Entries shown: Begin

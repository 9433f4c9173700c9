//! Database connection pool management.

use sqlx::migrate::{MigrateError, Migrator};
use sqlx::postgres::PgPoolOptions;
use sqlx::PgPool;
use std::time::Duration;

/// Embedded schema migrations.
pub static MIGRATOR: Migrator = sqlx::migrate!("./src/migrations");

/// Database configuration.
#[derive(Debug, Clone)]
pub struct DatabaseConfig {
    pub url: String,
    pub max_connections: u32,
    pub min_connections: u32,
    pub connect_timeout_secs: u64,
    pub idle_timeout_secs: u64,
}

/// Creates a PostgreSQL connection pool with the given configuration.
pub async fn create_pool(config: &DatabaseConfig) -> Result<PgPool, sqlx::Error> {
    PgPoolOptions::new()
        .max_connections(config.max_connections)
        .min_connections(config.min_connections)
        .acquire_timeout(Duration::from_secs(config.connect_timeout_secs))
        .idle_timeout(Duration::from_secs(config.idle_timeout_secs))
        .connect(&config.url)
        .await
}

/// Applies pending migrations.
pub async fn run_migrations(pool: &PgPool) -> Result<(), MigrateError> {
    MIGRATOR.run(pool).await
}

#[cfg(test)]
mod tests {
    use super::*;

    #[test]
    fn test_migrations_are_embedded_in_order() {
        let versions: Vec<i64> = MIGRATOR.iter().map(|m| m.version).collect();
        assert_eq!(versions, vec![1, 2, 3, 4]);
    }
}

Entries shown: End
Entries shown: Begin

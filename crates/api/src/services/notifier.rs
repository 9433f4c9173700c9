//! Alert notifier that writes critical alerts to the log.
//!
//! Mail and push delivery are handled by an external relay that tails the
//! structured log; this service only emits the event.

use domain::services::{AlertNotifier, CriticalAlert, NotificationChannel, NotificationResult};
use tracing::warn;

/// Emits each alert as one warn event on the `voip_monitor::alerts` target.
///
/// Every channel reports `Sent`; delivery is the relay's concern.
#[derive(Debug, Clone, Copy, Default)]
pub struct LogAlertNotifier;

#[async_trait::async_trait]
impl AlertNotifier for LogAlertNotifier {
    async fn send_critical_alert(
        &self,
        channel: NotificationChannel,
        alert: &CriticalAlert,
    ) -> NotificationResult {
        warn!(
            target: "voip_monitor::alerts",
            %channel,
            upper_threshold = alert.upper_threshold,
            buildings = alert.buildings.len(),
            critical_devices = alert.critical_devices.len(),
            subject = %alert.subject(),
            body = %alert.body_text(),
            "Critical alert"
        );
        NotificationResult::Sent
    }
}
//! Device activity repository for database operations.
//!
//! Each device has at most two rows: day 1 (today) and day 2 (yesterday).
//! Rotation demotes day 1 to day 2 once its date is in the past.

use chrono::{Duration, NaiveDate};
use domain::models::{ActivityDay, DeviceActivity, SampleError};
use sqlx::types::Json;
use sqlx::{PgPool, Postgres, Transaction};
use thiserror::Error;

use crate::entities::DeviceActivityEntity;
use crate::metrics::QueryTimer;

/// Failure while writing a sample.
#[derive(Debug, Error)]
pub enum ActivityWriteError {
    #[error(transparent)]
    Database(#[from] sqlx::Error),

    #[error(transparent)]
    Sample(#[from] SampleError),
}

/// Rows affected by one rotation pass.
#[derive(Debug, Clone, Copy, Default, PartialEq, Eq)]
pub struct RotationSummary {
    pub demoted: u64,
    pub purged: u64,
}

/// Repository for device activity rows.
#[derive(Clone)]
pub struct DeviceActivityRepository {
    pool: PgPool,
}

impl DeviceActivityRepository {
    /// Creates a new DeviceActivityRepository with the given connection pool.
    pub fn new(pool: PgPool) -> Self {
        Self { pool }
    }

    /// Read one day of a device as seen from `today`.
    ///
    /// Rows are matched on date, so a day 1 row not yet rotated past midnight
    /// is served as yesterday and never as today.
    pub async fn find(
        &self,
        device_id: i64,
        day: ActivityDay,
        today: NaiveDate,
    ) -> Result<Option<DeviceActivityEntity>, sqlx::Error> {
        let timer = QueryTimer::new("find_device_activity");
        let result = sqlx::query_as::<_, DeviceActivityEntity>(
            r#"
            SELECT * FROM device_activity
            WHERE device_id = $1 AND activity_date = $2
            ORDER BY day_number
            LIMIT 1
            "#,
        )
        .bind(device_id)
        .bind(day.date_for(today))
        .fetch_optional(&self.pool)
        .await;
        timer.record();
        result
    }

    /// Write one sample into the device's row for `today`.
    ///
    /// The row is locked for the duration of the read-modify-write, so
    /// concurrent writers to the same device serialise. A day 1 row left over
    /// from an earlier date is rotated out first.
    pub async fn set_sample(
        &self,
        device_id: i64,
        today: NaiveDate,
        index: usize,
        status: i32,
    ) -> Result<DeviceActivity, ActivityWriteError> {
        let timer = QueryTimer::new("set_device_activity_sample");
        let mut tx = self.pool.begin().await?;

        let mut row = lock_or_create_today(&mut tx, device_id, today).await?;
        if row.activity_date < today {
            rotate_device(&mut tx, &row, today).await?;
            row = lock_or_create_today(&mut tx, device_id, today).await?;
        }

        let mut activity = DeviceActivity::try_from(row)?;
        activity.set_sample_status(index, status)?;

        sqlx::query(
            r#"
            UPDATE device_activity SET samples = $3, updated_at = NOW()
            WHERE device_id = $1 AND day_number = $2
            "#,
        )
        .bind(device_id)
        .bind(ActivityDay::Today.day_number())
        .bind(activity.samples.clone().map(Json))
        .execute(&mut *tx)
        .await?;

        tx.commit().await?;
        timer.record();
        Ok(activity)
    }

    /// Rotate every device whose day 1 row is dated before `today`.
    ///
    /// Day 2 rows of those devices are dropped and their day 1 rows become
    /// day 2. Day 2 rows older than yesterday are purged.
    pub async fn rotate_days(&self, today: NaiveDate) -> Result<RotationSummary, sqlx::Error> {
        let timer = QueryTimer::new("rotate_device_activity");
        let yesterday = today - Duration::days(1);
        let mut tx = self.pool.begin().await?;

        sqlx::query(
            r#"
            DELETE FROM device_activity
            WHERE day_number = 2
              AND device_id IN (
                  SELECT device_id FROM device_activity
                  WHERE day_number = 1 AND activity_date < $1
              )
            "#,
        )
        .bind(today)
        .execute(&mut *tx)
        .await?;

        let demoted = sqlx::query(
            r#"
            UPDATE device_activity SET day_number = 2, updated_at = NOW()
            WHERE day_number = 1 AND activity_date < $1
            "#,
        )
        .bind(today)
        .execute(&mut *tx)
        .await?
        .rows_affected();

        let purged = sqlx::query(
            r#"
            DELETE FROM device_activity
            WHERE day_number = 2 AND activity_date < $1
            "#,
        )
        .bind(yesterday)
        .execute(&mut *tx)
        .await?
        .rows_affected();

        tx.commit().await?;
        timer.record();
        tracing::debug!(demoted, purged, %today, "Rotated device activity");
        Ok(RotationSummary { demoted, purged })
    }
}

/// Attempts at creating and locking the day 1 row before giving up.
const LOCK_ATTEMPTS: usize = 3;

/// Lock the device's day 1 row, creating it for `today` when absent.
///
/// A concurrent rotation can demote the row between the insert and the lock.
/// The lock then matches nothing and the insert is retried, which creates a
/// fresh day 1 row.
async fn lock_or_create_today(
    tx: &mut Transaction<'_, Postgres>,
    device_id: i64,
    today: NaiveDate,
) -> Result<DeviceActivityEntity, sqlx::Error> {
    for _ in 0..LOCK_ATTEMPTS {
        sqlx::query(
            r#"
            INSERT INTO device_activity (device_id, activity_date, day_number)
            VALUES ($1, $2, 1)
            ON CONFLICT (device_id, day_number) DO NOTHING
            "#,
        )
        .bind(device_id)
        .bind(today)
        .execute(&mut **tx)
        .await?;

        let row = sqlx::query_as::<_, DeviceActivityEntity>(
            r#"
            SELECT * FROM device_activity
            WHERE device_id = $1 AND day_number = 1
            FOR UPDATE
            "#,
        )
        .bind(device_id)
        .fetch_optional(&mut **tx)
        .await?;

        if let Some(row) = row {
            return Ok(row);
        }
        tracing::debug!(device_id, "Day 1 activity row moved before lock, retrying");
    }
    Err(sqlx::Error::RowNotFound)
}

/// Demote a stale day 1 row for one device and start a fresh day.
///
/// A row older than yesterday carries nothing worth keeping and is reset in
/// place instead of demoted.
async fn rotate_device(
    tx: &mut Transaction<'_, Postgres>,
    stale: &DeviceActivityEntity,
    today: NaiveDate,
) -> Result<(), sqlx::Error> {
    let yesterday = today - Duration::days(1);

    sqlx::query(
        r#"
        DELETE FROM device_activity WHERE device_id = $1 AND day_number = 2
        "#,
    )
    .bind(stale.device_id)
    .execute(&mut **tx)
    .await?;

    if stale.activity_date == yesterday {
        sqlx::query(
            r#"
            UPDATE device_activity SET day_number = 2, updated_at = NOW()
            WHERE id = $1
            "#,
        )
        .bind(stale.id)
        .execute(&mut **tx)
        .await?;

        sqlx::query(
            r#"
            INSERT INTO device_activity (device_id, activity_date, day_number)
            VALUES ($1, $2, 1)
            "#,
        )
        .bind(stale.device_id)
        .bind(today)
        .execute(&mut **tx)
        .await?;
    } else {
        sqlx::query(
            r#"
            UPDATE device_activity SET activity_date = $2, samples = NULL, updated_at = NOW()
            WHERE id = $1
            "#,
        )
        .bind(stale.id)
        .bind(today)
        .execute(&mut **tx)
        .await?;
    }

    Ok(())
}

Entries shown: End
Entries shown: Begin

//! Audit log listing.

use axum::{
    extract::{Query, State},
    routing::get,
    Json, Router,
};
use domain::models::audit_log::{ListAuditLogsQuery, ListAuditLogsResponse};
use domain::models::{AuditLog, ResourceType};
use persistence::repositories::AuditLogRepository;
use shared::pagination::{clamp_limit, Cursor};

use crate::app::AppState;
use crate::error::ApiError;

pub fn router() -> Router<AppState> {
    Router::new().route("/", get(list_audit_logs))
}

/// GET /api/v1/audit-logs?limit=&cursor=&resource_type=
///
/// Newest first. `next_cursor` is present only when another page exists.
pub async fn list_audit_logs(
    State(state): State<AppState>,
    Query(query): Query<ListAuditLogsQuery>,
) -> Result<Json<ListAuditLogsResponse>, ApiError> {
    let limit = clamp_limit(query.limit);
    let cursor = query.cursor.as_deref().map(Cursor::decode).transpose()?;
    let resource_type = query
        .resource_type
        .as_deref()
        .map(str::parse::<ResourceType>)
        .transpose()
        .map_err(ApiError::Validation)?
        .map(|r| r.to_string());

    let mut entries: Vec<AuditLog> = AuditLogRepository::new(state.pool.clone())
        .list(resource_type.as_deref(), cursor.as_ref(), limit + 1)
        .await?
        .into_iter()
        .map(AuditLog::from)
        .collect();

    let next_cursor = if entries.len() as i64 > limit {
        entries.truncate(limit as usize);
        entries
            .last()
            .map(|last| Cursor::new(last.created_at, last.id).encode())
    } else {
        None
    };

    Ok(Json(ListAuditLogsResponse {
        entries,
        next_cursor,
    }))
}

Entries shown: End

§ Exercise:
Whichever lines of the data include the word "when", pull them out.

§ Response below:
/// Lock the device's day 1 row, creating it for `today` when absent.
/// Newest first. `next_cursor` is present only when another page exists.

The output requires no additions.